-- Activity --
Wherever the word "hcloud" occurs in the lines below, copy the whole line.

(Stored data)
○ ○ ○

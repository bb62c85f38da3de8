//! Local-mode deployments on the host's Docker engine.

use std::path::Path;
use std::time::Duration;

use async_trait::async_trait;
use tn_infra::exec::run_command;
use tn_infra::types::ExecOutput;
use tracing::info;

const COMPOSE_TIMEOUT: Duration = Duration::from_secs(600);

/// Brings a manifest up or down without any machines.
#[async_trait]
pub trait LocalEngine: Send + Sync + 'static {
    async fn up(&self, manifest: &Path, project: &str) -> tn_infra::Result<()>;
    async fn down(&self, manifest: &Path, project: &str) -> tn_infra::Result<()>;
}

/// `docker compose` against the local daemon.
#[derive(Debug, Clone)]
pub struct DockerCompose {
    binary: String,
}

impl Default for DockerCompose {
    fn default() -> Self {
        Self {
            binary: "docker".into(),
        }
    }
}

impl DockerCompose {
    fn args(manifest: &Path, project: &str, action: &[&str]) -> Vec<String> {
        let mut args = vec![
            "compose".to_string(),
            "-f".into(),
            manifest.display().to_string(),
            "-p".into(),
            project.to_string(),
        ];
        args.extend(action.iter().map(|a| a.to_string()));
        args
    }

    async fn compose(&self, manifest: &Path, project: &str, action: &[&str]) -> tn_infra::Result<()> {
        let args = Self::args(manifest, project, action);
        let out = run_command(&self.binary, &args, COMPOSE_TIMEOUT).await?;
        check(project, &args, out)
    }
}

fn check(project: &str, args: &[String], out: ExecOutput) -> tn_infra::Result<()> {
    if out.success() {
        return Ok(());
    }
    Err(tn_infra::Error::RemoteExec {
        machine: "localhost".into(),
        reason: format!(
            "{project}: docker {} exited {}: {}",
            args.join(" "),
            out.exit_code,
            out.stderr.trim()
        ),
    })
}

#[async_trait]
impl LocalEngine for DockerCompose {
    async fn up(&self, manifest: &Path, project: &str) -> tn_infra::Result<()> {
        info!(project, manifest = %manifest.display(), "starting local deployment");
        self.compose(manifest, project, &["up", "-d"]).await
    }

    async fn down(&self, manifest: &Path, project: &str) -> tn_infra::Result<()> {
        info!(project, "stopping local deployment");
        self.compose(manifest, project, &["down", "--volumes"]).await
    }
}

#[cfg(test)]
mod tests {
    use super::*;

    #[test]
    fn compose_args_name_the_project() {
        let args = DockerCompose::args(Path::new("/out/exp/docker-compose.yml"), "exp", &["up", "-d"]);
        assert_eq!(
            args,
            vec!["compose", "-f", "/out/exp/docker-compose.yml", "-p", "exp", "up", "-d"]
        );
    }

    #[test]
    fn failed_compose_reports_stderr() {
        let out = ExecOutput {
            exit_code: 1,
            stdout: String::new(),
            stderr: "no such image\n".into(),
        };
        let err = check("exp", &["compose".into()], out).unwrap_err();
        assert!(err.to_string().contains("no such image"));
        assert!(matches!(err, tn_infra::Error::RemoteExec { .. }));
    }
}
use std::collections::HashMap;
use std::path::PathBuf;
use std::time::Duration;

use async_trait::async_trait;
use hcloud::apis::configuration::Configuration;
use hcloud::apis::servers_api;
use hcloud::models;
use tracing::{debug, info, warn};

use crate::exec::SshConfig;
use crate::types::{ExecOutput, MachineAddress, MachineSpec};
use crate::{CloudProvider, Error, ProviderName, Result};

const STATUS_POLL_ATTEMPTS: u32 = 60;
const STATUS_POLL_INTERVAL: Duration = Duration::from_secs(5);

/// Hetzner Cloud provider using the `hcloud` crate.
///
/// All configuration is loaded from environment variables via `from_env()`.
/// Zones map to Hetzner locations (`fsn1`, `nbg1`, `hel1`, ...).
pub struct HetznerProvider {
    config: Configuration,
    image: String,
    network_id: Option<i64>,
    firewall_id: Option<i64>,
    ssh_key_names: Vec<String>,
    ssh: SshConfig,
}

impl HetznerProvider {
    /// Create from env vars:
    ///
    /// - `HETZNER_API_TOKEN` (required)
    /// - `HETZNER_IMAGE` (default: `"ubuntu-22.04"`)
    /// - `HETZNER_NETWORK_ID` (optional, integer)
    /// - `HETZNER_FIREWALL_ID` (optional, integer)
    /// - `HETZNER_SSH_KEY_NAMES` (comma-separated names, optional)
    /// - `HETZNER_SSH_KEY` (private key path for remote exec, optional)
    pub fn from_env() -> Result<Self> {
        dotenvy::dotenv().ok();

        let token = std::env::var("HETZNER_API_TOKEN")
            .map_err(|_| Error::MissingEnv("HETZNER_API_TOKEN".into()))?;

        let mut config = Configuration::new();
        config.bearer_access_token = Some(token);

        let image = std::env::var("HETZNER_IMAGE").unwrap_or_else(|_| "ubuntu-22.04".into());

        let network_id = std::env::var("HETZNER_NETWORK_ID")
            .ok()
            .and_then(|s| s.parse::<i64>().ok());

        let firewall_id = std::env::var("HETZNER_FIREWALL_ID")
            .ok()
            .and_then(|s| s.parse::<i64>().ok());

        let ssh_key_names: Vec<String> = std::env::var("HETZNER_SSH_KEY_NAMES")
            .unwrap_or_default()
            .split(',')
            .map(|s| s.trim().to_string())
            .filter(|s| !s.is_empty())
            .collect();

        let ssh = SshConfig {
            key_path: std::env::var("HETZNER_SSH_KEY").ok().map(PathBuf::from),
            ..SshConfig::default()
        };

        Ok(Self {
            config,
            image,
            network_id,
            firewall_id,
            ssh_key_names,
            ssh,
        })
    }

    /// Cloud-init that installs the container runtime.
    fn cloud_init_user_data() -> String {
        r#"#cloud-config
runcmd:
  - curl -fsSL https://get.docker.com | sh
  - systemctl enable --now docker
"#
        .to_string()
    }

    fn labels(spec: &MachineSpec) -> HashMap<String, String> {
        HashMap::from([
            ("deployment".to_string(), spec.deployment.clone()),
            ("role".to_string(), spec.role.as_str().to_string()),
        ])
    }

    /// Address from a server; falls back to the public address when the
    /// server has no private network.
    fn address(server: &models::Server) -> Result<MachineAddress> {
        let value = serde_json::to_value(server)
            .map_err(|e| Error::HetznerApi(format!("decode server: {e}")))?;

        let public_ip = value
            .pointer("/public_net/ipv4/ip")
            .and_then(|v| v.as_str())
            .map(str::to_string);
        let location = value
            .pointer("/datacenter/location/name")
            .and_then(|v| v.as_str())
            .unwrap_or_default()
            .to_string();

        let private_ip = server.private_net.first().and_then(|net| net.ip.clone());
        let internal_ip = private_ip
            .or_else(|| public_ip.clone())
            .ok_or_else(|| Error::NotFound(format!("address of {}", server.name)))?;

        Ok(MachineAddress {
            name: server.name.clone(),
            zone: location,
            internal_ip,
            external_ip: public_ip,
        })
    }

    async fn find(&self, name: &str) -> Result<Option<models::Server>> {
        let resp = servers_api::list_servers(
            &self.config,
            servers_api::ListServersParams {
                name: Some(name.to_string()),
                ..Default::default()
            },
        )
        .await
        .map_err(|e| Error::HetznerApi(format!("list servers: {e}")))?;

        Ok(resp.servers.into_iter().find(|s| s.name == name))
    }

    /// Poll until the server reports `running`.
    async fn wait_running(&self, id: i64, name: &str) -> Result<models::Server> {
        for attempt in 1..=STATUS_POLL_ATTEMPTS {
            let resp = servers_api::get_server(&self.config, servers_api::GetServerParams { id })
                .await
                .map_err(|e| Error::HetznerApi(format!("get server: {e}")))?;

            if let Some(server) = resp.server {
                if server.status == models::server::Status::Running {
                    return Ok(*server);
                }
                debug!(machine = %name, attempt, status = ?server.status, "hetzner: waiting for server");
            }
            tokio::time::sleep(STATUS_POLL_INTERVAL).await;
        }

        Err(Error::Timeout {
            op: "server start",
            target: name.to_string(),
            secs: STATUS_POLL_INTERVAL.as_secs() * u64::from(STATUS_POLL_ATTEMPTS),
        })
    }
}

#[async_trait]
impl CloudProvider for HetznerProvider {
    async fn create_machine(&self, spec: &MachineSpec) -> Result<MachineAddress> {
        let firewalls = self.firewall_id.map(|fw_id| {
            vec![models::CreateServerRequestFirewalls {
                firewall: fw_id,
            }]
        });

        let ssh_keys = if self.ssh_key_names.is_empty() {
            None
        } else {
            Some(self.ssh_key_names.clone())
        };

        let resp = servers_api::create_server(
            &self.config,
            servers_api::CreateServerParams {
                create_server_request: models::CreateServerRequest {
                    name: spec.name.clone(),
                    server_type: spec.machine_type.clone(),
                    image: self.image.clone(),
                    location: (!spec.zone.is_empty()).then(|| spec.zone.clone()),
                    user_data: Some(Self::cloud_init_user_data()),
                    networks: self.network_id.map(|id| vec![id]),
                    firewalls,
                    ssh_keys,
                    volumes: None,
                    start_after_create: Some(true),
                    automount: None,
                    datacenter: None,
                    labels: Some(Self::labels(spec)),
                    placement_group: None,
                    public_net: None,
                },
            },
        )
        .await
        .map_err(|e| Error::HetznerApi(format!("create server: {e}")))?;

        let server_id = resp.server.id;
        info!(machine = %spec.name, server_id, "hetzner: server created");

        let server = self.wait_running(server_id, &spec.name).await?;
        let address = Self::address(&server)?;

        self.ssh
            .wait_until(
                &spec.name,
                address.ssh_host(),
                "docker info >/dev/null 2>&1",
                60,
                Duration::from_secs(5),
            )
            .await?;

        Ok(address)
    }

    async fn remove_machine(&self, name: &str) -> Result<()> {
        let Some(server) = self.find(name).await? else {
            warn!(machine = %name, "hetzner: server already destroyed");
            return Ok(());
        };

        if let Err(e) = servers_api::delete_server(
            &self.config,
            servers_api::DeleteServerParams { id: server.id },
        )
        .await
        {
            let msg = format!("{e}");
            if msg.contains("404") {
                warn!(machine = %name, "hetzner: server already destroyed");
                return Ok(());
            }
            return Err(Error::HetznerApi(format!("delete server: {e}")));
        }

        info!(machine = %name, server_id = server.id, "hetzner: server destroyed");
        Ok(())
    }

    async fn describe_machine(&self, name: &str) -> Result<MachineAddress> {
        let server = self
            .find(name)
            .await?
            .ok_or_else(|| Error::NotFound(name.to_string()))?;
        Self::address(&server)
    }

    async fn remote_exec(&self, target: &MachineAddress, command: &str) -> Result<ExecOutput> {
        self.ssh.exec(&target.name, target.ssh_host(), command).await
    }

    async fn list_machines(&self, deployment: &str) -> Result<Vec<String>> {
        let resp = servers_api::list_servers(
            &self.config,
            servers_api::ListServersParams {
                label_selector: Some(format!("deployment={deployment}")),
                ..Default::default()
            },
        )
        .await
        .map_err(|e| Error::HetznerApi(format!("list servers: {e}")))?;

        Ok(resp
            .servers
            .into_iter()
            .filter(|s| s.status == models::server::Status::Running)
            .map(|s| s.name)
            .collect())
    }

    fn name(&self) -> ProviderName {
        ProviderName::Hetzner
    }
}

#[cfg(test)]
mod tests {
    use super::*;
    use crate::types::MachineRole;

    #[test]
    fn labels_scope_servers_to_deployment() {
        let spec = MachineSpec {
            name: "exp-worker-2".into(),
            deployment: "exp".into(),
            zone: "fsn1".into(),
            machine_type: "cpx21".into(),
            tags: vec![],
            role: MachineRole::Worker,
        };

        let labels = HetznerProvider::labels(&spec);
        assert_eq!(labels["deployment"], "exp");
        assert_eq!(labels["role"], "worker");
    }

    #[test]
    fn cloud_init_installs_docker() {
        let data = HetznerProvider::cloud_init_user_data();
        assert!(data.starts_with("#cloud-config"));
        assert!(data.contains("get.docker.com"));
    }
}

○ ○ ○

-- Output for this task --
use hcloud::apis::configuration::Configuration;
use hcloud::apis::servers_api;
use hcloud::models;
/// Hetzner Cloud provider using the `hcloud` crate.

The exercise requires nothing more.